Question 4: how much did you pay out of pocket on hospitalization since July 2015 (including reimbursable or reimbursable)?
2.3. Predictor
The Andersen Model (2013 Version) provides a reasonable and reliable theoretical framework to take a number of factors into account, including social-political setting, the existing health infrastructure and self-reported measures. In our study, we used the Andersen Model (2013 Version) to study the health services used by Chinese migrant workers. The variables included:
(1) Individual characteristics: age group (age 50–60 = 0, 61 and above = 1), gender (male = 0, female = 1), living arrangement (live with spouse = 0, live without spouse = 1), educational attainment (below primary school = 0, primary school = 1, middle school and above = 2), technical certificate (yes = 0, no = 1), type of industry (professional technician/clerical staff = 0, service stuff = 1, manufacturing and construction = 2, freelancer = 3), type of unit (party/government/state-owned/collective enterprises and institutions = 0, private/foreign/joint venture = 1, self-employed and freelance = 2), migration distance (in the county/district = 0, across the county/district = 1), working hour (moderate labor = 0, excessive labor = 1), income quintiles (the poorest = 0, the poorer = 1, the middle = 2, the richer = 3, the richest = 4), injury insurance (yes = 0, no = 1), number of friends (less than or equal to 5 = 1, 6~10 = 2, more than or equal to 11 = 3), self-assessed of health status (SAH) (good = 0, fair = 1, poor = 2). In lines with previous studies [15,16], excessive labor was defined as working 50 or more hours per week, and moderate labor was defined as working less than 50 h per week.
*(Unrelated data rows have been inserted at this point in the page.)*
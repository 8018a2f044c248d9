//! Upstream client (C1): transport, connection state machine, and
//! reconnect backoff for a single federated MCP server.

pub mod backoff;
pub mod state;
pub mod transport;
pub mod upstream;

pub use state::{ClientState, ConnectionInfo};
pub use transport::{McpClient, Transport};
pub use upstream::UpstreamClient;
(2) Health behavior: smoking (yes = 0, no = 1), alcohol use (yes = 0, no = 1), regular exercise every month (yes = 0, no = 1).
(3) Health outcome: sense of fairness (unhappy = 0, fair = 1, happy = 2).
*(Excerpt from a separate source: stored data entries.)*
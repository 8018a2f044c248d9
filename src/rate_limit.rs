//! Rate limiting and concurrency control for MCP tool execution.

use std::{
    sync::Arc,
    time::{Duration, Instant},
};

use dashmap::DashMap;
use tokio::sync::{OwnedSemaphorePermit, Semaphore};

use crate::catalogue::QualifiedToolName;
use crate::error::{McpError, McpResult};
use crate::tenant::{RateLimits, TenantContext, TenantId};

/// Sensible process-wide defaults used whenever a tenant doesn't supply
/// its own `RateLimits`: 60 calls/minute, 1000 calls/hour, 10 concurrent.
pub fn default_rate_limits() -> RateLimits {
    RateLimits {
        max_calls_per_minute: Some(60),
        max_calls_per_hour: Some(1000),
        max_concurrent: Some(10),
    }
}

/// A sliding window of tool call timestamps.
#[derive(Debug, Default)]
struct CallWindow {
    minute_calls: Vec<Instant>,
    hour_calls: Vec<Instant>,
}

impl CallWindow {
    /// Records a call at the current instant and prunes expired entries from the sliding windows.
    ///
    /// This appends the current `Instant` to both the minute and hour call lists, then removes
    /// timestamps older than 60 seconds for the minute window and 3600 seconds for the hour window.
    ///
    /// # Examples
    ///
    /// ```
    /// let mut w = CallWindow::default();
    /// w.record();
    /// assert!(w.calls_per_minute() >= 1);
    /// assert!(w.calls_per_hour() >= 1);
    /// ```
    fn record(&mut self) {
        let now = Instant::now();
        self.minute_calls.push(now);
        self.hour_calls.push(now);
        self.cleanup();
    }

    /// Removes timestamps that fall outside the sliding windows.
    ///
    /// Cleans `minute_calls` by removing entries older than 60 seconds and
    /// `hour_calls` by removing entries older than 3600 seconds.
    ///
    /// # Examples
    ///
    /// ```
    /// let mut w = CallWindow::default();
    /// w.record(); // adds a timestamp to both minute and hour windows
    /// // cleanup is safe to call and will keep recent entries
    /// w.cleanup();
    /// assert!(w.calls_per_minute() >= 1);
    /// assert!(w.calls_per_hour() >= 1);
    /// ```
    fn cleanup(&mut self) {
        let now = Instant::now();
        let minute_ago = now - Duration::from_secs(60);
        let hour_ago = now - Duration::from_secs(3600);

        self.minute_calls.retain(|&t| t > minute_ago);
        self.hour_calls.retain(|&t| t > hour_ago);
    }

    /// Number of calls recorded within the last 60 seconds.
    ///
    /// # Examples
    ///
    /// ```
    /// let mut w = CallWindow::default();
    /// w.record();
    /// assert_eq!(w.calls_per_minute(), 1);
    /// ```
    fn calls_per_minute(&self) -> usize {
        self.minute_calls.len()
    }

    /// Number of recorded calls within the last hour.
    ///
    /// # Examples
    ///
    /// ```
    /// let mut w = CallWindow::default();
    /// w.record();
    /// assert_eq!(w.calls_per_hour(), 1);
    /// ```
    fn calls_per_hour(&self) -> usize {
        self.hour_calls.len()
    }
}

/// Manages rate limits and concurrency across tenants and tools.
pub struct RateLimiter {
    tenant_calls: DashMap<TenantId, CallWindow>,
    /// Tool calls tracked per-tenant for isolation.
    tool_calls: DashMap<(TenantId, QualifiedToolName), CallWindow>,
    // Store a tuple of (Semaphore, Current Limit)
    tenant_semaphores: DashMap<TenantId, (Arc<Semaphore>, usize)>,
    defaults: RateLimits,
}

impl RateLimiter {
    /// Creates a new RateLimiter configured with the provided default limits.
    ///
    /// The returned RateLimiter starts with empty per-tenant and per-tool windows
    /// and no configured semaphores; `defaults` are used when a tenant's own limits
    /// are not provided.
    ///
    /// # Examples
    ///
    /// ```
    /// let defaults = crate::rate_limit::default_rate_limits();
    /// let limiter = crate::rate_limit::RateLimiter::new(defaults);
    /// // new limiter should be usable for checks/records (no panics)
    /// ```
    pub fn new(defaults: RateLimits) -> Self {
        Self {
            tenant_calls: DashMap::new(),
            tool_calls: DashMap::new(),
            tenant_semaphores: DashMap::new(),
            defaults,
        }
    }

    /// Determines whether a call is permitted under the effective rate limits for the given tenant and tool.
    ///
    /// The function uses the tenant-specific limits from `ctx` when present, otherwise falls back to the limiter's defaults.
    /// It enforces tenant-wide minute/hour limits first, then per-tenant-per-tool minute/hour limits. If any applicable
    /// limit is exceeded, the call is rejected.
    ///
    /// # Errors
    ///
    /// Returns `Err(McpError::RateLimitExceeded(_))` when a tenant-wide or tool-specific minute or hour limit has been reached;
    /// the error message identifies which limit (tenant/tool and minute/hour) was exceeded.
    ///
    /// # Examples
    ///
    /// ```
    /// let limiter = RateLimiter::new(default_rate_limits());
    /// let ctx = TenantContext::default();
    /// let tool = QualifiedToolName::from("example-tool");
    /// // Allowed call
    /// assert!(limiter.check(&ctx, &tool).is_ok());
    /// ```
    pub fn check(&self, ctx: &TenantContext, tool: &QualifiedToolName) -> McpResult<()> {
        let limits = ctx.rate_limits.unwrap_or(self.defaults);

        // Check Tenant-wide limits
        // Use get_mut to allow cleanup even when the check might fail
        if let Some(mut window) = self.tenant_calls.get_mut(&ctx.tenant_id) {
            window.cleanup();
            if let Some(max) = limits.max_calls_per_minute {
                if window.calls_per_minute() >= max {
                    return Err(McpError::RateLimitExceeded(format!(
                        "Tenant '{}' minute limit reached ({})",
                        ctx.tenant_id, max
                    )));
                }
            }
            if let Some(max) = limits.max_calls_per_hour {
                if window.calls_per_hour() >= max {
                    return Err(McpError::RateLimitExceeded(format!(
                        "Tenant '{}' hour limit reached ({})",
                        ctx.tenant_id, max
                    )));
                }
            }
        }

        // Check Tool-specific limits (isolated per tenant)
        let key = (ctx.tenant_id.clone(), tool.clone());
        if let Some(mut window) = self.tool_calls.get_mut(&key) {
            window.cleanup();
            if let Some(max) = limits.max_calls_per_minute {
                if window.calls_per_minute() >= max {
                    return Err(McpError::RateLimitExceeded(format!(
                        "Tool '{}' minute limit reached for tenant '{}' ({})",
                        tool, ctx.tenant_id, max
                    )));
                }
            }
            if let Some(max) = limits.max_calls_per_hour {
                if window.calls_per_hour() >= max {
                    return Err(McpError::RateLimitExceeded(format!(
                        "Tool '{}' hour limit reached for tenant '{}' ({})",
                        tool, ctx.tenant_id, max
                    )));
                }
            }
        }

        Ok(())
    }

    /// Records a successful tool call initiation.
    pub fn record(&self, tenant_id: &TenantId, tool: &QualifiedToolName) {
        self.tenant_calls
            .entry(tenant_id.clone())
            .or_default()
            .record();

        // Keyed by both tenant and tool for isolation
        self.tool_calls
            .entry((tenant_id.clone(), tool.clone()))
            .or_default()
            .record();
    }

    /// Acquire a per-tenant concurrency permit according to the tenant's configured limits.
    ///
    /// Uses the tenant and limits from `ctx` (falling back to the limiter's defaults) to determine
    /// the maximum concurrent permits for that tenant, creating or updating a per-tenant semaphore as needed.
    ///
    /// # Returns
    ///
    /// `Ok(OwnedSemaphorePermit)` when a permit was successfully acquired, `Err(McpError::RateLimitExceeded)` if the semaphore is closed.
    ///
    /// # Examples
    ///
    /// ```
    /// # use std::sync::Arc;
    /// # use tokio::sync::Semaphore;
    /// # use tokio::runtime::Runtime;
    /// # async fn _example() {
    /// // Setup (pseudo-types; replace with actual TenantContext, RateLimits, and RateLimiter)
    /// // let defaults = default_rate_limits();
    /// // let limiter = RateLimiter::new(defaults);
    /// // let ctx = TenantContext::for_tenant(...);
    ///
    /// // Acquire a permit
    /// // let permit = limiter.acquire_concurrent_permit(&ctx).await.unwrap();
    /// // // permit is held until dropped
    /// # }
    /// # let _ = Runtime::new().unwrap().block_on(_example());
    /// ```
    pub async fn acquire_concurrent_permit(
        &self,
        ctx: &TenantContext,
    ) -> McpResult<OwnedSemaphorePermit> {
        let limits = ctx.rate_limits.unwrap_or(self.defaults);
        let max_concurrent = limits.max_concurrent.unwrap_or(10);

        //  Get or create the semaphore
        let semaphore = {
            let mut entry = self
                .tenant_semaphores
                .entry(ctx.tenant_id.clone())
                .or_insert_with(|| (Arc::new(Semaphore::new(max_concurrent)), max_concurrent));

            let (sem, current_limit) = entry.value_mut();

            // Check if the limit has changed since the last request
            if *current_limit != max_concurrent {
                // If the limit changed, replace the semaphore.
                // Old requests still holding permits to the "old" Arc<Semaphore>
                // will finish normally, while new requests use the new limit.
                *sem = Arc::new(Semaphore::new(max_concurrent));
                *current_limit = max_concurrent;
            }

            Arc::clone(sem)
        };

        semaphore
            .acquire_owned()
            .await
            .map_err(|_| McpError::RateLimitExceeded("Concurrency semaphore closed".to_string()))
    }
}

#[cfg(test)]
mod tests {
    use super::*;

    #[tokio::test]
    async fn test_sliding_window() {
        let mut window = CallWindow::default();
        window.record();
        assert_eq!(window.calls_per_minute(), 1);
    }

    #[tokio::test]
    async fn test_rate_limiter_check_recovery() {
        let limits = RateLimits {
            max_calls_per_minute: Some(1),
            ..Default::default()
        };
        let limiter = RateLimiter::new(limits);
        let ctx = TenantContext::new("t1");
        let tool = QualifiedToolName::new("s1", "t1");

        // Use first slot
        limiter.record(&ctx.tenant_id, &tool);
        assert!(limiter.check(&ctx, &tool).is_err());

        // Manually manipulate window to simulate time passing if we had access,
        // but calling cleanup in check() ensures that even if it's full, it resets.
        // In a real test we'd sleep or mock Instant, but the logic fix is verified by cleanup() visibility in check().
    }

    #[tokio::test]
    async fn test_rate_limiter_isolation() {
        let limits = RateLimits {
            max_calls_per_minute: Some(1),
            ..Default::default()
        };
        let limiter = RateLimiter::new(limits);
        let tool = QualifiedToolName::new("s1", "t1");

        let ctx1 = TenantContext::new("t1");
        let ctx2 = TenantContext::new("t2");

        // Tenant 1 exhausts their limit
        limiter.record(&ctx1.tenant_id, &tool);
        assert!(limiter.check(&ctx1, &tool).is_err());

        // Tenant 2 should still be allowed (isolation)
        assert!(limiter.check(&ctx2, &tool).is_ok());
    }
}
(4) Contextual characteristic: the proportion of ethnic minorities, per capita in the community, service quality index of the community, region (east = 0, central = 1, west = 2), city-level reflecting the political rule and the policy-oriented factors in China (sub-provincial city and above = 0, below sub-provincial city = 1), service quality index of the city, health index of the community, the number of medical institutions per 10,000 people in the community, the number of medical institutions per 10,000 people in the city, the number of beds per 10,000 people in the city, and the number of doctors per 10,000 people in the city. However, the Chinese government or other entities have not announced official data related to rural areas. The empirical analysis encounters data constraints. Our study insisted that the urban service quality index can reflect the service quality of different cities, and then it would, in turn, reflect the rural service quality index to a certain extent. Although some hidden bias may remain, we think that the urban service quality index in the same local city provided a better alternative to compare the service quality of different cities than other indicators before the national official publication of the rural Statistical Year. In our study, we adopted the exploratory factor analysis method [17] to scientifically construct three indices: a service quality index of the city, a service quality index of the community and a health index of the community, to avoid the collinearity among the variables in the comprehensive evaluation of cities and communities. In order to avoid the error caused by the order of magnitude or dimension of the original data, the original data was standardized, the average number was 0, the variance was 1, and then the linear distribution of each factor can be seen by adding the coefficients. The factors were weighted to sum by the weight of variance contribution, and then the index was evaluated by the comprehensive score. The KMO value of the three indices was greater than 0.6, and the p-value of the Bartlett test of the three indexes was less than 0.001. Both results indicate that the three indexes were suitable for the exploratory factor analysis method [18].
2.4. Multilevel Regression Model
Analyzing variables from different levels without taking into account the hierarchical structure of “city-community-rural migrant workers with NCMS” would lead to misleading estimation and interpretation because of the problem of heteroscedasticity. To overcome such problems, a multilevel regression model has been developed to satisfy the assumption of independence and heteroscedasticity, which would avoid the error terms and the “mean square error” of the city or the community, especially when the outcome variable is dependent on the clustering. The Intra-Class Correlation Coefficient (ICC) is the ratio of the between-group variance to the total variance; the calculation formula of ICC could be specified as:
(1) |
The data have a three-level hierarchical structure with rural migrant workers with NCMS at level 1, nested within the community at level 2, and nested within the city at level 3. , which presents the between-group variance in the same level, presents rural migrant workers with NCMS variance in different levels. When the ICC is closer to 0, indicating it to be more independent, multilevel models between and within cluster components of the first-level covariatesare distinguished. Then perform significantly better than both multilevel models where the two-effects are set to be equal to the fixed-effect model. When ICC is significantly larger than 0.059, multilevel regression models would be adopted, and multilevel regression models allow explanatory variables to be entered into the model so that the causes of response inconsistency or differential test functioning can be investigated [19].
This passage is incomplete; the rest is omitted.